The event was held at the renowned "Claustro de la Memoria Democrática" of the CSIC, in Madrid, with the presence of the Minister of Science and Innovation, Diana Morant, and the Secretary of State for Democratic Memory, Fernando Martínez. In the words of the President of the Higher Council of Scientific Research, Eloisa del Pino, "we celebrate an act of justice but above all we want to remember the joy, the courage and the scientific nerve of that time that some have defined as the "Silver Age" of Spanish science". With this act, insisted Del Pino, "we want to recover the scientific history and strengthen the current democracy remembering a time when research was in full effervescence thanks to the JAE (Board for the Expansion of Scientific Studies and Research)." The JAE, whose first president was the Spanish Nobel Prize winner Santiago Ramón y Cajal, was created in 1907 and dismantled at the end of the War. It constituted the germ of the CSIC.

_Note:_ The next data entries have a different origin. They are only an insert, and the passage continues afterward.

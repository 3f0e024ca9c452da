//! Financial ratios from Compustat annual fundamentals.
//!
//! Every ratio is a plain quotient where a zero denominator yields a missing
//! value instead of an infinity.

use crate::error::Result;
use crate::feature::Feature;
use polars::prelude::*;
use serde::{Deserialize, Serialize};

/// Columns read by [`FinancialRatios`]. `be` comes from the annual
/// fundamentals feature.
pub const RATIO_INPUTS: &[&str] = &[
    "gvkey", "datadate", "fyear", "at", "lt", "act", "lct", "che", "invt", "sale", "ib", "be",
    "prcc_f", "csho",
];

/// Ratio columns added by [`FinancialRatios`].
pub const RATIO_OUTPUTS: &[&str] = &[
    "current_ratio",
    "quick_ratio",
    "cash_ratio",
    "invt_turn",
    "asset_turn",
    "prof_margin",
    "roe",
    "roa",
    "de_ratio",
    "debt_assets",
    "mktcap",
    "bm",
];

/// `numerator / denominator`, missing when the denominator is exactly zero.
pub fn safe_div(numerator: Expr, denominator: Expr) -> Expr {
    when(denominator.clone().eq(lit(0.0)))
        .then(lit(NULL))
        .otherwise(numerator / denominator)
}

/// Configuration for [`FinancialRatios`]
#[derive(Debug, Clone, Serialize, Deserialize)]
pub struct FinancialRatiosConfig {
    /// Keep only the input columns and the ratios (default: true)
    pub select_inputs: bool,
}

impl Default for FinancialRatiosConfig {
    fn default() -> Self {
        Self {
            select_inputs: true,
        }
    }
}

/// Liquidity, turnover, profitability, leverage and valuation ratios.
#[derive(Debug, Default)]
pub struct FinancialRatios {
    config: FinancialRatiosConfig,
}

impl FinancialRatios {
    /// Create with the given configuration.
    pub const fn with_config(config: FinancialRatiosConfig) -> Self {
        Self { config }
    }
}

impl Feature for FinancialRatios {
    fn name(&self) -> &str {
        "financial_ratios"
    }

    fn required_columns(&self) -> &[&str] {
        RATIO_INPUTS
    }

    fn compute(&self, data: LazyFrame) -> Result<LazyFrame> {
        let data = if self.config.select_inputs {
            data.select(RATIO_INPUTS.iter().map(|c| col(*c)).collect::<Vec<_>>())
        } else {
            data
        };

        let ratios = data
            .with_columns([
                safe_div(col("act"), col("lct")).alias("current_ratio"),
                safe_div(col("act") - col("invt"), col("lct")).alias("quick_ratio"),
                safe_div(col("che"), col("lct")).alias("cash_ratio"),
                safe_div(col("sale"), col("invt")).alias("invt_turn"),
                safe_div(col("sale"), col("at")).alias("asset_turn"),
                safe_div(col("ib"), col("sale")).alias("prof_margin"),
                safe_div(col("ib"), col("be")).alias("roe"),
                safe_div(col("ib"), col("at")).alias("roa"),
                safe_div(col("lt"), col("be")).alias("de_ratio"),
                safe_div(col("lt"), col("at")).alias("debt_assets"),
                (col("prcc_f") * col("csho")).alias("mktcap"),
            ])
            .with_column(safe_div(col("be"), col("mktcap")).alias("bm"));

        Ok(ratios)
    }
}

#[cfg(test)]
mod tests {
    use super::*;

    fn values(df: &DataFrame, name: &str) -> Vec<Option<f64>> {
        df.column(name).unwrap().f64().unwrap().into_iter().collect()
    }

    #[test]
    fn test_safe_div_zero_and_null() {
        let df = df! {
            "n" => [Some(1.0), Some(1.0), Some(3.0), None],
            "d" => [Some(0.0), None, Some(2.0), Some(2.0)],
        }
        .unwrap();
        let out = df
            .lazy()
            .with_column(safe_div(col("n"), col("d")).alias("q"))
            .collect()
            .unwrap();
        assert_eq!(values(&out, "q"), vec![None, None, Some(1.5), None]);
    }

    #[test]
    fn test_ratios_keep_only_inputs_and_outputs() {
        let df = df! {
            "gvkey" => ["001690"], "datadate" => ["2021-09-30"], "fyear" => [2021.0],
            "at" => [351.0], "lt" => [288.0], "act" => [135.0], "lct" => [125.0],
            "che" => [62.0], "invt" => [6.0], "sale" => [365.0], "ib" => [94.0],
            "be" => [63.0], "prcc_f" => [141.0], "csho" => [16.0], "ppegt" => [100.0],
        }
        .unwrap();

        let out = FinancialRatios::default().apply(df).unwrap();
        assert_eq!(out.width(), RATIO_INPUTS.len() + RATIO_OUTPUTS.len());
        assert!(out.column("ppegt").is_err());
        for name in RATIO_OUTPUTS {
            assert!(out.column(name).is_ok(), "missing {}", name);
        }
    }
}
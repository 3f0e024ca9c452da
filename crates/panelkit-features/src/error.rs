//! Error types for feature computation.

use thiserror::Error;

/// Result type for feature computation.
pub type Result<T> = std::result::Result<T, FeatureError>;

/// Errors raised while computing features.
///
/// Arithmetic edge cases never surface here; they resolve to missing values.
#[derive(Debug, Error)]
pub enum FeatureError {
    /// Polars error
    #[error("Polars error: {0}")]
    Polars(#[from] polars::prelude::PolarsError),

    /// Input frame lacks columns the feature reads
    #[error("{feature} requires missing columns: {}", columns.join(", "))]
    MissingColumns {
        /// Feature name
        feature: String,
        /// Columns not found in the input
        columns: Vec<String>,
    },

    /// Unrecognized delisting policy name
    #[error("Unknown delisting policy: {0} (expected imputed-compound or additive)")]
    UnknownPolicy(String),
}
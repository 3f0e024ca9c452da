//! Delisting-return adjustment of the CRSP monthly stock file.
//!
//! Securities that stop trading mid-sample carry their final return in the
//! delisting file. Two policies fold it into the monthly return; they are not
//! equivalent and callers pick one explicitly. Both write `retadj` and leave
//! `ret` untouched.

use crate::error::{FeatureError, Result};
use crate::feature::Feature;
use polars::prelude::*;
use serde::{Deserialize, Serialize};
use std::fmt;
use std::str::FromStr;

/// Columns read by [`DelistingAdjustment`].
pub const DELISTING_INPUTS: &[&str] = &["ret", "dlstcd", "dlret"];

/// Imputed delisting return for performance-related delistings with no
/// recorded return.
pub const PERFORMANCE_DELISTING_RETURN: f64 = -0.30;

/// Imputed delisting return for any other delisting with no recorded return.
pub const OTHER_DELISTING_RETURN: f64 = -1.0;

/// How delisting returns are folded into the monthly return.
#[derive(Debug, Clone, Copy, PartialEq, Eq, Serialize, Deserialize)]
pub enum DelistingPolicy {
    /// Impute missing delisting returns from the delisting code, then
    /// compound: `retadj = (1 + ret) * (1 + dlret) - 1`.
    ImputedCompound,
    /// Zero-fill missing delisting returns and add: `retadj = ret + dlret`.
    Additive,
}

impl fmt::Display for DelistingPolicy {
    fn fmt(&self, f: &mut fmt::Formatter<'_>) -> fmt::Result {
        match self {
            Self::ImputedCompound => f.write_str("imputed-compound"),
            Self::Additive => f.write_str("additive"),
        }
    }
}

impl FromStr for DelistingPolicy {
    type Err = FeatureError;

    fn from_str(s: &str) -> Result<Self> {
        match s.trim().to_ascii_lowercase().replace('_', "-").as_str() {
            "imputed-compound" => Ok(Self::ImputedCompound),
            "additive" => Ok(Self::Additive),
            _ => Err(FeatureError::UnknownPolicy(s.to_string())),
        }
    }
}

/// Codes 500, 520, 580, 584 and 551 through 574.
fn is_performance_delisting(code: Expr) -> Expr {
    let in_range = code.clone().gt_eq(lit(551)).and(code.clone().lt_eq(lit(574)));
    [500, 520, 580, 584]
        .into_iter()
        .map(|c| code.clone().eq(lit(c)))
        .fold(in_range, |acc, e| acc.or(e))
}

/// `dlret` with missing values imputed from `dlstcd`.
fn impute(delisting_return: &str) -> Expr {
    let missing = col(delisting_return).is_null();
    when(missing.clone().and(is_performance_delisting(col("dlstcd"))))
        .then(lit(PERFORMANCE_DELISTING_RETURN))
        .when(missing.and(col("dlstcd").gt_eq(lit(200))))
        .then(lit(OTHER_DELISTING_RETURN))
        .otherwise(col(delisting_return))
}

/// Compound `ret` with `dlret`; a missing `dlret` counts as zero.
fn compound(ret: &str, delisting_return: &str) -> Expr {
    let dl = col(delisting_return).fill_null(lit(0.0));
    when(dl.clone().eq(lit(0.0)))
        .then(col(ret))
        .when(col(ret).is_null())
        .then(dl.clone())
        .otherwise((lit(1.0) + col(ret)) * (lit(1.0) + dl) - lit(1.0))
}

/// Add zero-filled `dlret` to `ret`.
fn additive(ret: &str, delisting_return: &str) -> Expr {
    let dl = col(delisting_return);
    when(col(ret).is_null().and(dl.clone().neq(lit(0.0))))
        .then(dl.clone())
        .otherwise(col(ret) + dl)
}

/// Delisting adjustment with a chosen [`DelistingPolicy`].
///
/// When the frame also carries `retx` and `dlretx` the ex-dividend return is
/// adjusted the same way into `retxadj`.
#[derive(Debug, Clone, Copy)]
pub struct DelistingAdjustment {
    policy: DelistingPolicy,
}

impl DelistingAdjustment {
    /// Create an adjustment using `policy`.
    pub const fn new(policy: DelistingPolicy) -> Self {
        Self { policy }
    }

    /// The configured policy.
    pub const fn policy(&self) -> DelistingPolicy {
        self.policy
    }

    fn exprs(&self, ret: &str, delisting_return: &str, output: &str) -> [Expr; 2] {
        match self.policy {
            DelistingPolicy::ImputedCompound => [
                impute(delisting_return).alias(delisting_return),
                compound(ret, delisting_return).alias(output),
            ],
            DelistingPolicy::Additive => [
                col(delisting_return)
                    .fill_null(lit(0.0))
                    .alias(delisting_return),
                additive(ret, delisting_return).alias(output),
            ],
        }
    }
}

impl Feature for DelistingAdjustment {
    fn name(&self) -> &str {
        "delisting_adjustment"
    }

    fn required_columns(&self) -> &[&str] {
        DELISTING_INPUTS
    }

    fn compute(&self, mut data: LazyFrame) -> Result<LazyFrame> {
        let schema = data.collect_schema()?;
        let with_retx = schema.contains("retx") && schema.contains("dlretx");

        let [dlret, retadj] = self.exprs("ret", "dlret", "retadj");
        let mut first = vec![dlret];
        let mut second = vec![retadj];
        if with_retx {
            let [dlretx, retxadj] = self.exprs("retx", "dlretx", "retxadj");
            first.push(dlretx);
            second.push(retxadj);
        }

        Ok(data.with_columns(first).with_columns(second))
    }
}
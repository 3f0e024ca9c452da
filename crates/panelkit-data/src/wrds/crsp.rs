//! CRSP monthly stock file and index pulls.

use crate::dates::{DateRange, month_end};
use crate::error::Result;
use crate::warehouse::Warehouse;
use polars::prelude::*;
use tracing::info;

/// Exchange and share codes accepted from the CRSP name history.
#[derive(Debug, Clone, PartialEq, Eq)]
pub struct SecurityFilter {
    /// Accepted exchange codes (1 NYSE, 2 AMEX, 3 NASDAQ)
    pub exchange_codes: Vec<i64>,
    /// Accepted share codes (10, 11 ordinary common shares)
    pub share_codes: Vec<i64>,
}

impl Default for SecurityFilter {
    fn default() -> Self {
        Self {
            exchange_codes: vec![1, 2, 3],
            share_codes: vec![10, 11],
        }
    }
}

fn in_list(column: &str, codes: &[i64]) -> String {
    if codes.is_empty() {
        return "1 = 0".to_string();
    }
    let codes: Vec<String> = codes.iter().map(|c| c.to_string()).collect();
    format!("{} IN ({})", column, codes.join(", "))
}

impl SecurityFilter {
    fn sql(&self, alias: &str) -> String {
        format!(
            "{} AND {}",
            in_list(&format!("{}.exchcd", alias), &self.exchange_codes),
            in_list(&format!("{}.shrcd", alias), &self.share_codes),
        )
    }
}

/// Pull the CRSP monthly stock file with names and delisting information.
///
/// Each `crsp.msf` row is joined to the `crsp.msenames` record whose name
/// interval covers the observation date and to any `crsp.msedelist` record
/// in the same calendar month. The result carries `yearmonth` (month end of
/// `date`), is sorted by (`permno`, `yearmonth`) and holds at most one row
/// per pair.
///
/// Delisting codes and returns are returned raw; pick an adjustment policy
/// from `panelkit_features::delisting` afterwards.
pub fn pull_crsp_monthly<W: Warehouse + ?Sized>(
    warehouse: &W,
    range: &DateRange,
    filter: &SecurityFilter,
) -> Result<DataFrame> {
    let sql = format!(
        "SELECT a.permno, a.permco, a.date, a.ret, a.retx, a.shrout, a.prc, a.cfacshr,
                b.shrcd, b.exchcd, b.siccd, b.ncusip,
                c.dlstcd, c.dlret
         FROM crsp.msf AS a
         LEFT JOIN crsp.msenames AS b
           ON a.permno = b.permno AND b.namedt <= a.date AND a.date <= b.nameendt
         LEFT JOIN crsp.msedelist AS c
           ON a.permno = c.permno
          AND strftime('%Y-%m', a.date) = strftime('%Y-%m', c.dlstdt)
         WHERE {}
           AND {}",
        range.sql_between("a.date"),
        filter.sql("b"),
    );

    let crsp_m = warehouse
        .raw_sql(&sql, &["date"])?
        .lazy()
        .with_column(month_end("date").alias("yearmonth"))
        .with_columns([
            col("permno").cast(DataType::Int64),
            col("permco").cast(DataType::Int64),
            col("shrcd").cast(DataType::Int64),
            col("exchcd").cast(DataType::Int64),
            col("ret").cast(DataType::Float64),
            col("retx").cast(DataType::Float64),
            col("dlret").cast(DataType::Float64),
            col("dlstcd").cast(DataType::Int64),
        ])
        .sort(["permno", "yearmonth"], Default::default())
        .unique_stable(
            Some(vec!["permno".into(), "yearmonth".into()]),
            UniqueKeepStrategy::First,
        )
        .collect()?;

    info!(rows = crsp_m.height(), "pulled CRSP monthly stock file");
    Ok(crsp_m)
}

/// Pull the CRSP capitalization-decile index file (`crsp_a_indexes.msix`).
pub fn pull_crsp_index<W: Warehouse + ?Sized>(warehouse: &W, range: &DateRange) -> Result<DataFrame> {
    let sql = format!(
        "SELECT * FROM crsp_a_indexes.msix WHERE {}",
        range.sql_between("caldt")
    );
    let df = warehouse.raw_sql(&sql, &["caldt"])?;
    info!(rows = df.height(), "pulled CRSP index file");
    Ok(df)
}

#[cfg(test)]
mod tests {
    use super::*;

    #[test]
    fn test_default_filter_sql() {
        let sql = SecurityFilter::default().sql("b");
        assert_eq!(sql, "b.exchcd IN (1, 2, 3) AND b.shrcd IN (10, 11)");
    }

    #[test]
    fn test_empty_filter_matches_nothing() {
        let filter = SecurityFilter {
            exchange_codes: vec![],
            share_codes: vec![10],
        };
        assert_eq!(filter.sql("b"), "1 = 0 AND b.shrcd IN (10)");
    }
}
//! CRSP/Compustat merged (CCM) link table.

use crate::error::Result;
use crate::warehouse::Warehouse;
use polars::prelude::*;
use tracing::info;

/// Pull the official CRSP/Compustat links.
///
/// Keeps link types starting with `L` (links CRSP considers official) and
/// primary (`P`) or secondary (`C`) link classes. `linkenddt` is null for
/// links that are still active.
pub fn pull_ccm_link_table<W: Warehouse + ?Sized>(warehouse: &W) -> Result<DataFrame> {
    let sql = "SELECT gvkey, lpermno AS permno, linktype, linkprim, linkdt, linkenddt
               FROM crsp.ccmxpf_linktable
               WHERE substr(linktype, 1, 1) = 'L'
                 AND (linkprim = 'C' OR linkprim = 'P')";

    let ccm = warehouse
        .raw_sql(sql, &["linkdt", "linkenddt"])?
        .lazy()
        .with_columns([
            col("gvkey").cast(DataType::String),
            col("permno").cast(DataType::Int64),
        ])
        .collect()?;

    info!(rows = ccm.height(), "pulled CCM link table");
    Ok(ccm)
}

Under the Democratic Memory Law approved in October 2022, the CSIC has changed the name of the Rocasolano Institute, a Franco censor who presided over the purification courts, to the Blas Cabrera Institute of Chemical Physics, a scientist refined by the Franco regime and has reconverted the cloister of the former library of the JAE into the "Cloister of Democratic Memory" among other initiatives linked to the duty of memory.
Authorities, members of the CSIC and relatives of investigative personnel of the retaliated JAE participated in the various acts of tribute that were carried out in different spaces of the CSIC.